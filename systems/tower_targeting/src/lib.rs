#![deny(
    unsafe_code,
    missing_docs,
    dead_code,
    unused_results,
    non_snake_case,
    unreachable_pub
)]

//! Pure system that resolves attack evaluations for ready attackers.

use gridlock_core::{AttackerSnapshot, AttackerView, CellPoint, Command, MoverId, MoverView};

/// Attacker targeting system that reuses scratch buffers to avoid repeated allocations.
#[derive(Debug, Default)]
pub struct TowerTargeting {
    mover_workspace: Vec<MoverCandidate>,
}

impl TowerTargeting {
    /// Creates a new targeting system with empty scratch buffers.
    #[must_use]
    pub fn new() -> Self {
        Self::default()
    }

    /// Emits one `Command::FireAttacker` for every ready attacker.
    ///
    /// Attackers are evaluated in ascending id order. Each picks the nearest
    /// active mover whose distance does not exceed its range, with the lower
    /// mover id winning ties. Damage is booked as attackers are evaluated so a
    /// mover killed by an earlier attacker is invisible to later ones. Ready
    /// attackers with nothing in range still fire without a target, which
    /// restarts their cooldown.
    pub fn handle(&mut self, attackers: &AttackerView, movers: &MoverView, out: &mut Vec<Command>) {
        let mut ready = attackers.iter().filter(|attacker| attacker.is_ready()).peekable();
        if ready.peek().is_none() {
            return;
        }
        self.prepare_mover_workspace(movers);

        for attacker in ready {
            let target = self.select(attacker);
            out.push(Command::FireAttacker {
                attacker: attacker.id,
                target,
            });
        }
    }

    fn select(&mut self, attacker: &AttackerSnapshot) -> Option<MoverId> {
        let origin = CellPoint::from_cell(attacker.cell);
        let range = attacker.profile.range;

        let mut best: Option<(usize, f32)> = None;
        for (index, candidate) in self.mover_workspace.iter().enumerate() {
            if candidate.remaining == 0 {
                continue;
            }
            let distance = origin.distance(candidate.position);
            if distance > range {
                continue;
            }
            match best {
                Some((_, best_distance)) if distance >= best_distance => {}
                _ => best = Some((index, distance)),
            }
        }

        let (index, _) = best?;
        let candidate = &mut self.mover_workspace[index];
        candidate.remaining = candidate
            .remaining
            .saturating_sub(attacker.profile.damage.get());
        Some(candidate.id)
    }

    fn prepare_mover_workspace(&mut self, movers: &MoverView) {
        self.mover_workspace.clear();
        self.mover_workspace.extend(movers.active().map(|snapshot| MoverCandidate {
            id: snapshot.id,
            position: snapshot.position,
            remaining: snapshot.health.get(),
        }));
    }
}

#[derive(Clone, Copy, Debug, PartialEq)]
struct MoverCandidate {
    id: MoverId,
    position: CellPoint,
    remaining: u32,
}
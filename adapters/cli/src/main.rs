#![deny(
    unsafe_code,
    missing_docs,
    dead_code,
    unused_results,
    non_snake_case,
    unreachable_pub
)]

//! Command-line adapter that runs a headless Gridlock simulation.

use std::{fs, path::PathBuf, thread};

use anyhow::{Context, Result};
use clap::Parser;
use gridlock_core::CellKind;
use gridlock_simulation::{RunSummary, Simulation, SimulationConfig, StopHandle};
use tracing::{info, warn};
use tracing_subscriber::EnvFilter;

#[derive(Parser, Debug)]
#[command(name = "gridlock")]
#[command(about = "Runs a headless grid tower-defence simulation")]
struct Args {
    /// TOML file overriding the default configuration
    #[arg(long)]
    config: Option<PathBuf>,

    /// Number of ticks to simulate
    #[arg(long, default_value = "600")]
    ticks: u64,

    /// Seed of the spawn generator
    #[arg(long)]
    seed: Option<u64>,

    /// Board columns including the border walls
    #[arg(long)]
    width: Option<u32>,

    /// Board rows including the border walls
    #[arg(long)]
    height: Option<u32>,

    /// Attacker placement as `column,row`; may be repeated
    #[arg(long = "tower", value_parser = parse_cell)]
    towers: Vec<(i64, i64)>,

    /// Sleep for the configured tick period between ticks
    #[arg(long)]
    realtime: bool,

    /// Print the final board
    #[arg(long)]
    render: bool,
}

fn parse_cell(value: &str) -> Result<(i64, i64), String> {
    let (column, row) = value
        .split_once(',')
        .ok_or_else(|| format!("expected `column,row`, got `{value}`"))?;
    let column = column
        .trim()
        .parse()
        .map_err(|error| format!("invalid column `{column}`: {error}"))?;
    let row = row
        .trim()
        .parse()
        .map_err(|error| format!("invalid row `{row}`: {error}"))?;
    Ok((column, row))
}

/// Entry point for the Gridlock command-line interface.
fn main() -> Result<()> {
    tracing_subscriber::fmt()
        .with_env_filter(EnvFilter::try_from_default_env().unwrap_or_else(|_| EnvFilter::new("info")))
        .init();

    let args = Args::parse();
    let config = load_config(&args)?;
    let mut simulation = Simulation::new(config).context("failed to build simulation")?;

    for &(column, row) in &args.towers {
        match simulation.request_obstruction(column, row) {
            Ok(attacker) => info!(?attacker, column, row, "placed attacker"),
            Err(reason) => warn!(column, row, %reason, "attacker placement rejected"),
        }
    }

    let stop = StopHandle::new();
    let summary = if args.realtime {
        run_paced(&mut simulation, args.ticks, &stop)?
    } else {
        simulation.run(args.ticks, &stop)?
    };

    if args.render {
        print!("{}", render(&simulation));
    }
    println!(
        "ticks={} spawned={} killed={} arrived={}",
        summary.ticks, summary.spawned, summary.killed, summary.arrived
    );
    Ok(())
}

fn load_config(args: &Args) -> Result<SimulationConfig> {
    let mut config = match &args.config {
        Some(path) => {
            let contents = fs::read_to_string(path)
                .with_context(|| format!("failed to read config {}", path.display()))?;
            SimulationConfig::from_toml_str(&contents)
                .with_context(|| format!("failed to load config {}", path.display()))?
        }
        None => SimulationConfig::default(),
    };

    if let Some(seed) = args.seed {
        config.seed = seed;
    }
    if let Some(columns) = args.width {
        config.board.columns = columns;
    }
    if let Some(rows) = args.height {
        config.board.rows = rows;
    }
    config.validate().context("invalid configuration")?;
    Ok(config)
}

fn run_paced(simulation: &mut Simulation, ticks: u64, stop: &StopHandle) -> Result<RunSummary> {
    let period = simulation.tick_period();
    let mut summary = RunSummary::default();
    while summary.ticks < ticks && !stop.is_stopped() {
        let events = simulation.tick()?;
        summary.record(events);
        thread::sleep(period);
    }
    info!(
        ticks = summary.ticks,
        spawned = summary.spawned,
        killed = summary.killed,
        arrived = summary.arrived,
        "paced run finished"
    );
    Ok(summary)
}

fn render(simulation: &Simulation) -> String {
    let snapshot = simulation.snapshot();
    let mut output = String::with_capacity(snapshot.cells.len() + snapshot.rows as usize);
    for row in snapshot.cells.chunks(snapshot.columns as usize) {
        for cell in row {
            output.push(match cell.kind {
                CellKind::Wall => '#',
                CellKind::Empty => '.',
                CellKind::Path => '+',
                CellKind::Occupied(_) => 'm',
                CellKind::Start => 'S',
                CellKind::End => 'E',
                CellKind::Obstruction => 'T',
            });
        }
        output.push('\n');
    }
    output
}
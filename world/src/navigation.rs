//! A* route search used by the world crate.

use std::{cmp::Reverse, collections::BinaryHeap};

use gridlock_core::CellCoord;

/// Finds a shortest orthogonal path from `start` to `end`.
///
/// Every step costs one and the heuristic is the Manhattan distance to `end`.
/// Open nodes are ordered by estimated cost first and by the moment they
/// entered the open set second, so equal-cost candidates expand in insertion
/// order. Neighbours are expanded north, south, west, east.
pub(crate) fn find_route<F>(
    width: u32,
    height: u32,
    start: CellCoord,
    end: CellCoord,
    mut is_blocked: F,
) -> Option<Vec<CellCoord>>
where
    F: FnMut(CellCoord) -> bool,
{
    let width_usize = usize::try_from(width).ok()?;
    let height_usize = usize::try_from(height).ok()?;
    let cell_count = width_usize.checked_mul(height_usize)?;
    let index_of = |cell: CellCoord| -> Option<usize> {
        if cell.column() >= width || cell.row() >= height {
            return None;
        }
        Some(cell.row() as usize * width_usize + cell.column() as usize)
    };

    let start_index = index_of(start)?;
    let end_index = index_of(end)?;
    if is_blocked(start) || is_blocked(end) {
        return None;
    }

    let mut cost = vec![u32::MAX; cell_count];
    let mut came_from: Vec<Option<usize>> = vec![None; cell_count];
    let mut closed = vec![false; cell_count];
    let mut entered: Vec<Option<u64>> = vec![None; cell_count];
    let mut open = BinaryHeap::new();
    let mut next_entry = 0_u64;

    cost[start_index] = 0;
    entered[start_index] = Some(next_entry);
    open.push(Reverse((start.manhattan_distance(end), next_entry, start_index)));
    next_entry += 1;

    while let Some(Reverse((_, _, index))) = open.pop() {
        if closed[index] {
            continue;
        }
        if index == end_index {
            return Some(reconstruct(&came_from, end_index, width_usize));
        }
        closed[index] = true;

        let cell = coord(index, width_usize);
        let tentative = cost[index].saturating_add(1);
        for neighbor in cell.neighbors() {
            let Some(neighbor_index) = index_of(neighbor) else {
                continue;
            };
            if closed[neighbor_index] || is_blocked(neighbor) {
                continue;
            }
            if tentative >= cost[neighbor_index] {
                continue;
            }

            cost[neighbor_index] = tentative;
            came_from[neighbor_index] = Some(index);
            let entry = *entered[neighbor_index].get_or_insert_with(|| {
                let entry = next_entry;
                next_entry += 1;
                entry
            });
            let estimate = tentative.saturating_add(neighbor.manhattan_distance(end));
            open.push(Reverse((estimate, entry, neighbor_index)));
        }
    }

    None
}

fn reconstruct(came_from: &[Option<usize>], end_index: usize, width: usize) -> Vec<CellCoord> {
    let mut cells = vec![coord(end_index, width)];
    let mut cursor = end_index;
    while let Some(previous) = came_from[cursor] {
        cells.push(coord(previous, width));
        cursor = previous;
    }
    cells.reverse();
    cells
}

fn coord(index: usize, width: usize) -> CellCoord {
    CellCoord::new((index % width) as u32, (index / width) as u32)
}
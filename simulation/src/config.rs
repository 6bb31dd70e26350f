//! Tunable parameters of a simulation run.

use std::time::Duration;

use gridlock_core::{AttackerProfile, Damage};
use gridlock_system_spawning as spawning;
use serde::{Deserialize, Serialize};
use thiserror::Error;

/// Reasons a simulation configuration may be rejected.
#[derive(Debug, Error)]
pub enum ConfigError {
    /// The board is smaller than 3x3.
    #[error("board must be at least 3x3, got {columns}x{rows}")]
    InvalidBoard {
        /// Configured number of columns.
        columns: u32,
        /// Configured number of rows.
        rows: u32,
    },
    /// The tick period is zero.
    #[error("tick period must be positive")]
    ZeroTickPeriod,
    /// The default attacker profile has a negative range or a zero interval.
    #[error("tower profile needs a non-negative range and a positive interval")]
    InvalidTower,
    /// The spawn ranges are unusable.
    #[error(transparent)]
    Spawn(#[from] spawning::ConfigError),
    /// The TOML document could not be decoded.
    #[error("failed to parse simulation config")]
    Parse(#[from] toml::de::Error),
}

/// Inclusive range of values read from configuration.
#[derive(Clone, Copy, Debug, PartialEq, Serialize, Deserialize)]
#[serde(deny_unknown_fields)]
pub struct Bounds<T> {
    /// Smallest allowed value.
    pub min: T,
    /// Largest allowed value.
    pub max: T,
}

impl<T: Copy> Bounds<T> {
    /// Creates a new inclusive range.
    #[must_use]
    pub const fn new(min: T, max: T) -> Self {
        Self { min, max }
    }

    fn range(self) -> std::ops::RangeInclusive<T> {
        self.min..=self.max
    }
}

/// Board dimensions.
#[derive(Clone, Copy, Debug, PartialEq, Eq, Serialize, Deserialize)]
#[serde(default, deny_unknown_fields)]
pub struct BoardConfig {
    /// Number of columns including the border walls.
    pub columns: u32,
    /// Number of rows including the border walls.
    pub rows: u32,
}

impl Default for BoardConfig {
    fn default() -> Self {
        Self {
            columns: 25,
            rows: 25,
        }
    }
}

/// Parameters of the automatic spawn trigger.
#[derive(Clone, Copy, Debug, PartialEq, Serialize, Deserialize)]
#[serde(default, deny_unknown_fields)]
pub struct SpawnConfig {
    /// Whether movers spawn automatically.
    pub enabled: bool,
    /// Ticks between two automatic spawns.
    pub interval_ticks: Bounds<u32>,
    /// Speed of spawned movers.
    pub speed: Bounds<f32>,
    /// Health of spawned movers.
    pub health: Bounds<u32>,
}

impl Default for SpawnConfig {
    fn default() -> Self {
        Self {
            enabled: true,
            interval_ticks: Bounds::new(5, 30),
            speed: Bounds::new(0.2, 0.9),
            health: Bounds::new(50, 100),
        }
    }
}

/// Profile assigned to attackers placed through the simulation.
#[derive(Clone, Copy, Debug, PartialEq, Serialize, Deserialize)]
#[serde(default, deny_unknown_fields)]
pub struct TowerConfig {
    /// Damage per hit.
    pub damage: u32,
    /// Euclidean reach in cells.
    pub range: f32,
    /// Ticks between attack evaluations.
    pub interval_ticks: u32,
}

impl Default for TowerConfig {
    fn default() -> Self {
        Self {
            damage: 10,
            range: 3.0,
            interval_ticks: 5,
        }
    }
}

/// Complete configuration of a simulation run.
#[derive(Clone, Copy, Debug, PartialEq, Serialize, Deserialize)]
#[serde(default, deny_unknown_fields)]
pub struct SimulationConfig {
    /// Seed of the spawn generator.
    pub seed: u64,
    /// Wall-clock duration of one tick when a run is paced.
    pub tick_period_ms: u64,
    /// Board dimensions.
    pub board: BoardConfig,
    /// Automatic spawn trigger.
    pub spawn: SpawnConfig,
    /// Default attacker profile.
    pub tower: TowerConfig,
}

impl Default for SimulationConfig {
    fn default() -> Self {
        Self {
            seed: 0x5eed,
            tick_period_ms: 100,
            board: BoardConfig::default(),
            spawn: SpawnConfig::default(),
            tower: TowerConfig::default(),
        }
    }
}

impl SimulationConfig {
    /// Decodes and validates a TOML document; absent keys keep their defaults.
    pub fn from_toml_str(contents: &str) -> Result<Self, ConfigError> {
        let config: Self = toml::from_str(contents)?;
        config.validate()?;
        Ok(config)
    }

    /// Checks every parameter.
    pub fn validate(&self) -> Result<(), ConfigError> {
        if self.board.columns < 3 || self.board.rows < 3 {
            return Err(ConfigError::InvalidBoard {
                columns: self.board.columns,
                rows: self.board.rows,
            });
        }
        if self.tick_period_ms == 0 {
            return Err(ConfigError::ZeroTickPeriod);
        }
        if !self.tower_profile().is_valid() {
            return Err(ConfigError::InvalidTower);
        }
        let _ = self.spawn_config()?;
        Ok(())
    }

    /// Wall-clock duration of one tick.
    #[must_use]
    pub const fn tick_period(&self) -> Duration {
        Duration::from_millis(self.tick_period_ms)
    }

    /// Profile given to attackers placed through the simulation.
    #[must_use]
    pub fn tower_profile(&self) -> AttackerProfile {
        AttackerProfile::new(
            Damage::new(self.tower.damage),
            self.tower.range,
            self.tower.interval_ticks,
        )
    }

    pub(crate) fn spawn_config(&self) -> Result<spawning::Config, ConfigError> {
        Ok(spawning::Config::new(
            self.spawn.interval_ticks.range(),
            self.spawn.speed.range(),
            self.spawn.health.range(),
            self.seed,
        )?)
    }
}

********

PROBLEM TO SOLVE
From the first line of the records to the line containing "fn select(&mut self, attacker: &AttackerSnapshot)", inclusive, transcribe everything exactly and leave out the rest.

ANSWER BOX
filename systems/tower_targeting/src/lib.rs
#![deny(
    unsafe_code,
    missing_docs,
    dead_code,
    unused_results,
    non_snake_case,
    unreachable_pub
)]

//! Pure system that resolves attack evaluations for ready attackers.

use gridlock_core::{AttackerSnapshot, AttackerView, CellPoint, Command, MoverId, MoverView};

/// Attacker targeting system that reuses scratch buffers to avoid repeated allocations.
#[derive(Debug, Default)]
pub struct TowerTargeting {
    mover_workspace: Vec<MoverCandidate>,
}

impl TowerTargeting {
    /// Creates a new targeting system with empty scratch buffers.
    #[must_use]
    pub fn new() -> Self {
        Self::default()
    }

    /// Emits one `Command::FireAttacker` for every ready attacker.
    ///
    /// Attackers are evaluated in ascending id order. Each picks the nearest
    /// active mover whose distance does not exceed its range, with the lower
    /// mover id winning ties. Damage is booked as attackers are evaluated so a
    /// mover killed by an earlier attacker is invisible to later ones. Ready
    /// attackers with nothing in range still fire without a target, which
    /// restarts their cooldown.
    pub fn handle(&mut self, attackers: &AttackerView, movers: &MoverView, out: &mut Vec<Command>) {
        let mut ready = attackers.iter().filter(|attacker| attacker.is_ready()).peekable();
        if ready.peek().is_none() {
            return;
        }
        self.prepare_mover_workspace(movers);

        for attacker in ready {
            let target = self.select(attacker);
            out.push(Command::FireAttacker {
                attacker: attacker.id,
                target,
            });
        }
    }

    fn select(&mut self, attacker: &AttackerSnapshot) -> Option<MoverId> {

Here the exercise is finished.